Write out only the opening lines of the entries, through the line with "ones key by key".

═══ Provided data ═══

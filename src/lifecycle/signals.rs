//! OS signal handling.
//!
//! # Responsibilities
//! - Wait for SIGINT (Ctrl+C) and, on unix, SIGTERM
//! - Turn the first one into a graceful stop
//!
//! # Design Decisions
//! - Uses Tokio's signal handling (async-safe)
//! - A handler that cannot be installed logs and never fires

use std::future::Future;

use crate::lifecycle::shutdown::Stopper;

/// Resolve when the process is asked to terminate.
pub async fn shutdown_signal() {
    let ctrl_c = async {
        if let Err(e) = tokio::signal::ctrl_c().await {
            tracing::error!(error = %e, "Failed to install Ctrl+C handler");
            std::future::pending::<()>().await;
        }
    };

    #[cfg(unix)]
    let terminate = async {
        use tokio::signal::unix::{signal, SignalKind};

        match signal(SignalKind::terminate()) {
            Ok(mut sigterm) => {
                sigterm.recv().await;
            }
            Err(e) => {
                tracing::error!(error = %e, "Failed to install SIGTERM handler");
                std::future::pending::<()>().await;
            }
        }
    };

    #[cfg(not(unix))]
    let terminate = std::future::pending::<()>();

    tokio::select! {
        _ = ctrl_c => tracing::info!("Received Ctrl+C"),
        _ = terminate => tracing::info!("Received SIGTERM"),
    }
}

/// Stop the server once `trigger` resolves.
pub async fn stop_when<F: Future>(trigger: F, stopper: Stopper) {
    trigger.await;
    stopper.stop();
}

/// Stop the server on the first termination signal.
pub async fn stop_on_signal(stopper: Stopper) {
    stop_when(shutdown_signal(), stopper).await;
}
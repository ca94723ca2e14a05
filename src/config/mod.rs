//! Configuration management subsystem.
//!
//! # Data Flow
//! ```text
//! config files (TOML, in order)
//!     → loader.rs (parse, deep-merge, deserialize)
//!     → LIFELINE_* environment overrides
//!     → validation.rs (semantic checks, all failures aggregated)
//!     → ServerConfig (validated, immutable)
//! ```
//!
//! # Design Decisions
//! - All fields have defaults so an empty or missing config is valid
//! - Later files override earlier ones key by key
//! - Validation separates syntactic (serde) from semantic checks

pub mod loader;
pub mod schema;
pub mod validation;

pub use loader::{read_config, ConfigError, ENV_PREFIX};
pub use schema::{LogConfig, ServerConfig, TlsConfig};
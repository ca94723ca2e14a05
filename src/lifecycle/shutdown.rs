//! Shutdown coordination for the server.

use std::fmt;
use std::sync::Arc;
use std::time::Duration;

use axum_server::Handle;
use tokio::sync::watch;

/// Where a controller is in its run.
#[derive(Debug, Clone, Copy, PartialEq, Eq)]
pub enum LifecycleState {
    /// Constructed, not started.
    Idle,
    /// Serving task spawned.
    Running,
    /// Graceful shutdown requested, serving task still unwinding.
    ShuttingDown,
    /// Serving task finished. Terminal.
    Stopped,
}

impl fmt::Display for LifecycleState {
    fn fmt(&self, f: &mut fmt::Formatter<'_>) -> fmt::Result {
        f.write_str(match self {
            LifecycleState::Idle => "idle",
            LifecycleState::Running => "running",
            LifecycleState::ShuttingDown => "shutting down",
            LifecycleState::Stopped => "stopped",
        })
    }
}

/// Requests graceful shutdown of a running controller.
///
/// Cheap to clone; hand one to a signal task or anything else that may need
/// to stop the server. Only the first effective call does anything.
#[derive(Clone)]
pub struct Stopper {
    handle: Handle,
    state: Arc<watch::Sender<LifecycleState>>,
    grace: Option<Duration>,
}

impl Stopper {
    pub(crate) fn new(
        handle: Handle,
        state: Arc<watch::Sender<LifecycleState>>,
        grace: Option<Duration>,
    ) -> Self {
        Self {
            handle,
            state,
            grace,
        }
    }

    /// Ask the server to stop accepting connections and drain.
    ///
    /// Returns `true` when this call initiated the shutdown. Calls before
    /// start, after the server stopped, or after another stop are no-ops.
    pub fn stop(&self) -> bool {
        let initiated = self.state.send_if_modified(|state| {
            if *state == LifecycleState::Running {
                *state = LifecycleState::ShuttingDown;
                true
            } else {
                false
            }
        });

        if initiated {
            tracing::info!(
                grace_secs = self.grace.map(|g| g.as_secs()),
                "Graceful shutdown requested"
            );
            self.handle.graceful_shutdown(self.grace);
        } else {
            tracing::debug!(state = %*self.state.borrow(), "Stop ignored");
        }
        initiated
    }

    /// Current state of the controller this stopper belongs to.
    pub fn state(&self) -> LifecycleState {
        *self.state.borrow()
    }
}

impl fmt::Debug for Stopper {
    fn fmt(&self, f: &mut fmt::Formatter<'_>) -> fmt::Result {
        f.debug_struct("Stopper")
            .field("state", &*self.state.borrow())
            .field("grace", &self.grace)
            .finish_non_exhaustive()
    }
}

#[cfg(test)]
mod tests {
    use super::*;

    fn stopper_in(state: LifecycleState) -> Stopper {
        let (tx, _) = watch::channel(state);
        Stopper::new(Handle::new(), Arc::new(tx), None)
    }

    #[test]
    fn stop_while_running_initiates_once() {
        let stopper = stopper_in(LifecycleState::Running);
        assert!(stopper.stop());
        assert_eq!(stopper.state(), LifecycleState::ShuttingDown);
        assert!(!stopper.stop());
        assert_eq!(stopper.state(), LifecycleState::ShuttingDown);
    }

    #[test]
    fn stop_before_start_is_ignored() {
        let stopper = stopper_in(LifecycleState::Idle);
        assert!(!stopper.stop());
        assert_eq!(stopper.state(), LifecycleState::Idle);
    }

    #[test]
    fn stop_after_stopped_is_ignored() {
        let stopper = stopper_in(LifecycleState::Stopped);
        assert!(!stopper.stop());
        assert_eq!(stopper.state(), LifecycleState::Stopped);
    }

    #[test]
    fn clones_share_the_guard() {
        let stopper = stopper_in(LifecycleState::Running);
        let other = stopper.clone();
        assert!(other.stop());
        assert!(!stopper.stop());
    }

    #[test]
    fn concurrent_stops_initiate_exactly_once() {
        let stopper = stopper_in(LifecycleState::Running);
        let initiated: usize = std::thread::scope(|scope| {
            let handles: Vec<_> = (0..8)
                .map(|_| {
                    let stopper = stopper.clone();
                    scope.spawn(move || stopper.stop())
                })
                .collect();
            handles
                .into_iter()
                .map(|h| h.join().unwrap() as usize)
                .sum()
        });
        assert_eq!(initiated, 1);
    }
}
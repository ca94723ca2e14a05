//! Configuration schema definitions.
//!
//! All types derive Serde traits for deserialization from config files.

use std::time::Duration;

use serde::{Deserialize, Serialize};

/// Root configuration for the server process.
#[derive(Debug, Clone, Deserialize, Serialize, PartialEq)]
#[serde(default)]
pub struct ServerConfig {
    /// Host to bind the listener to.
    pub bind_host: String,

    /// Port to bind the listener to. `0` picks an ephemeral port.
    pub bind_port: u16,

    /// Path prefix the application is mounted under (e.g. "/calls").
    pub base_url: String,

    /// TLS certificate and key. TLS is used only when both are set.
    pub tls: TlsConfig,

    /// Logging level and topic filters.
    pub log: LogConfig,

    /// How long in-flight connections may take to drain on stop.
    pub shutdown_grace_secs: u64,

    /// Per-request timeout in seconds.
    pub request_timeout_secs: u64,
}

impl Default for ServerConfig {
    fn default() -> Self {
        Self {
            bind_host: "0.0.0.0".to_string(),
            bind_port: 3000,
            base_url: String::new(),
            tls: TlsConfig::default(),
            log: LogConfig::default(),
            shutdown_grace_secs: 10,
            request_timeout_secs: 30,
        }
    }
}

impl ServerConfig {
    /// `host:port` string for the listener.
    pub fn bind_address(&self) -> String {
        if self.bind_host.contains(':') {
            // IPv6 literal
            format!("[{}]:{}", self.bind_host, self.bind_port)
        } else {
            format!("{}:{}", self.bind_host, self.bind_port)
        }
    }

    pub fn shutdown_grace(&self) -> Duration {
        Duration::from_secs(self.shutdown_grace_secs)
    }

    pub fn request_timeout(&self) -> Duration {
        Duration::from_secs(self.request_timeout_secs)
    }
}

/// TLS certificate and key paths (PEM). Empty means unset.
#[derive(Debug, Clone, Default, Deserialize, Serialize, PartialEq)]
#[serde(default)]
pub struct TlsConfig {
    /// Path to certificate chain file.
    pub cert: String,

    /// Path to private key file.
    pub key: String,
}

impl TlsConfig {
    /// Exactly one of cert/key configured.
    pub fn is_partial(&self) -> bool {
        self.cert.is_empty() != self.key.is_empty()
    }
}

/// Logging configuration.
#[derive(Debug, Clone, Deserialize, Serialize, PartialEq)]
#[serde(default)]
pub struct LogConfig {
    /// Base level (trace, debug, info, warn, error, off).
    pub level: String,

    /// Topic filters. `*` enables everything at the base level, `name`
    /// enables a target, `-name` silences it.
    pub topics: Vec<String>,
}

impl Default for LogConfig {
    fn default() -> Self {
        Self {
            level: "info".to_string(),
            topics: vec!["-hyper".to_string(), "-rustls".to_string(), "*".to_string()],
        }
    }
}
//! Error handling subsystem.
//!
//! # Data Flow
//! ```text
//! Setup (synchronous):
//!     parse flags / read config / init logging / listen
//!     → StageError { stage, source }
//!     → wrapped under `configure` by startup
//!
//! Serving (asynchronous):
//!     ServeError → StageError { stage: StartServer, .. }
//!     → Completion
//!
//! Fan-out:
//!     several independent failures → ErrorAggregator → MultiError
//! ```
//!
//! # Design Decisions
//! - The stage label names the phase that failed; no backtraces needed
//! - Intentional shutdown is never an error value
//! - Aggregation passes a lone error through untouched

pub mod aggregate;

use std::error::Error as StdError;
use std::fmt::{self, Write as _};

pub use aggregate::{ErrorAggregator, MultiError};

/// Boxed, thread-safe error used wherever heterogeneous failures meet.
pub type BoxError = Box<dyn StdError + Send + Sync + 'static>;

/// Phase of process setup or serving an error originated from.
#[derive(Debug, Clone, Copy, PartialEq, Eq, Hash)]
pub enum Stage {
    ParseFlags,
    ReadConfig,
    InitLogging,
    Listen,
    Configure,
    StartServer,
}

impl Stage {
    /// Human-readable label used as the error prefix.
    pub fn as_str(&self) -> &'static str {
        match self {
            Stage::ParseFlags => "parse flags",
            Stage::ReadConfig => "read config",
            Stage::InitLogging => "init logging",
            Stage::Listen => "listen",
            Stage::Configure => "configure",
            Stage::StartServer => "start server",
        }
    }
}

impl fmt::Display for Stage {
    fn fmt(&self, f: &mut fmt::Formatter<'_>) -> fmt::Result {
        f.write_str(self.as_str())
    }
}

/// An error annotated with the stage it occurred in.
///
/// Displays as `<stage>: <wrapped message>`. The wrapped message is already
/// on that line, so `source()` yields the wrapped error's cause.
#[derive(Debug)]
pub struct StageError {
    stage: Stage,
    source: BoxError,
}

impl StageError {
    pub fn new(stage: Stage, source: impl Into<BoxError>) -> Self {
        Self {
            stage,
            source: source.into(),
        }
    }

    /// The stage this error was annotated with.
    pub fn stage(&self) -> Stage {
        self.stage
    }

    /// The innermost stage in a chain of nested stage annotations.
    ///
    /// `configure: read config: ...` reports [`Stage::ReadConfig`].
    pub fn root_stage(&self) -> Stage {
        match self.source.downcast_ref::<StageError>() {
            Some(inner) => inner.root_stage(),
            None => self.stage,
        }
    }

    /// Consume the annotation, returning the wrapped error.
    pub fn into_source(self) -> BoxError {
        self.source
    }
}

impl fmt::Display for StageError {
    fn fmt(&self, f: &mut fmt::Formatter<'_>) -> fmt::Result {
        write!(f, "{}: {}", self.stage, self.source)
    }
}

impl StdError for StageError {
    fn source(&self) -> Option<&(dyn StdError + 'static)> {
        self.source.source()
    }
}

/// Render an error with its full cause chain.
///
/// The first line is the error's own message; every `source()` below it
/// follows on its own `caused by:` line.
pub fn report(err: &(dyn StdError + 'static)) -> String {
    let mut out = err.to_string();
    let mut source = err.source();
    while let Some(cause) = source {
        // Writing into a String cannot fail.
        let _ = write!(out, "\ncaused by: {cause}");
        source = cause.source();
    }
    out
}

═══

(Response below)
filename src/lifecycle/signals.rs
//! OS signal handling.
//!
//! # Responsibilities
//! - Wait for SIGINT (Ctrl+C) and, on unix, SIGTERM
//! - Turn the first one into a graceful stop
//!
//! # Design Decisions
//! - Uses Tokio's signal handling (async-safe)
//! - A handler that cannot be installed logs and never fires

use std::future::Future;

use crate::lifecycle::shutdown::Stopper;

/// Resolve when the process is asked to terminate.
pub async fn shutdown_signal() {
    let ctrl_c = async {
        if let Err(e) = tokio::signal::ctrl_c().await {
            tracing::error!(error = %e, "Failed to install Ctrl+C handler");
            std::future::pending::<()>().await;
        }
    };

    #[cfg(unix)]
    let terminate = async {
        use tokio::signal::unix::{signal, SignalKind};

        match signal(SignalKind::terminate()) {
            Ok(mut sigterm) => {
                sigterm.recv().await;
            }
            Err(e) => {
                tracing::error!(error = %e, "Failed to install SIGTERM handler");
                std::future::pending::<()>().await;
            }
        }
    };

    #[cfg(not(unix))]
    let terminate = std::future::pending::<()>();

    tokio::select! {
        _ = ctrl_c => tracing::info!("Received Ctrl+C"),
        _ = terminate => tracing::info!("Received SIGTERM"),
    }
}

/// Stop the server once `trigger` resolves.
pub async fn stop_when<F: Future>(trigger: F, stopper: Stopper) {
    trigger.await;
    stopper.stop();
}

/// Stop the server on the first termination signal.
pub async fn stop_on_signal(stopper: Stopper) {
    stop_when(shutdown_signal(), stopper).await;
}
repository ca94723ca2e14a05
filename src/config/mod.rs
//! Configuration management subsystem.
//!
//! # Data Flow
//! ```text
//! config files (TOML, in order)
//!     → loader.rs (parse, deep-merge, deserialize)
//!     → LIFELINE_* environment overrides
//!     → validation.rs (semantic checks, all failures aggregated)
//!     → ServerConfig (validated, immutable)
//! ```
//!
//! # Design Decisions
//! - All fields have defaults so an empty or missing config is valid
//! - Later files override earlier ones key by key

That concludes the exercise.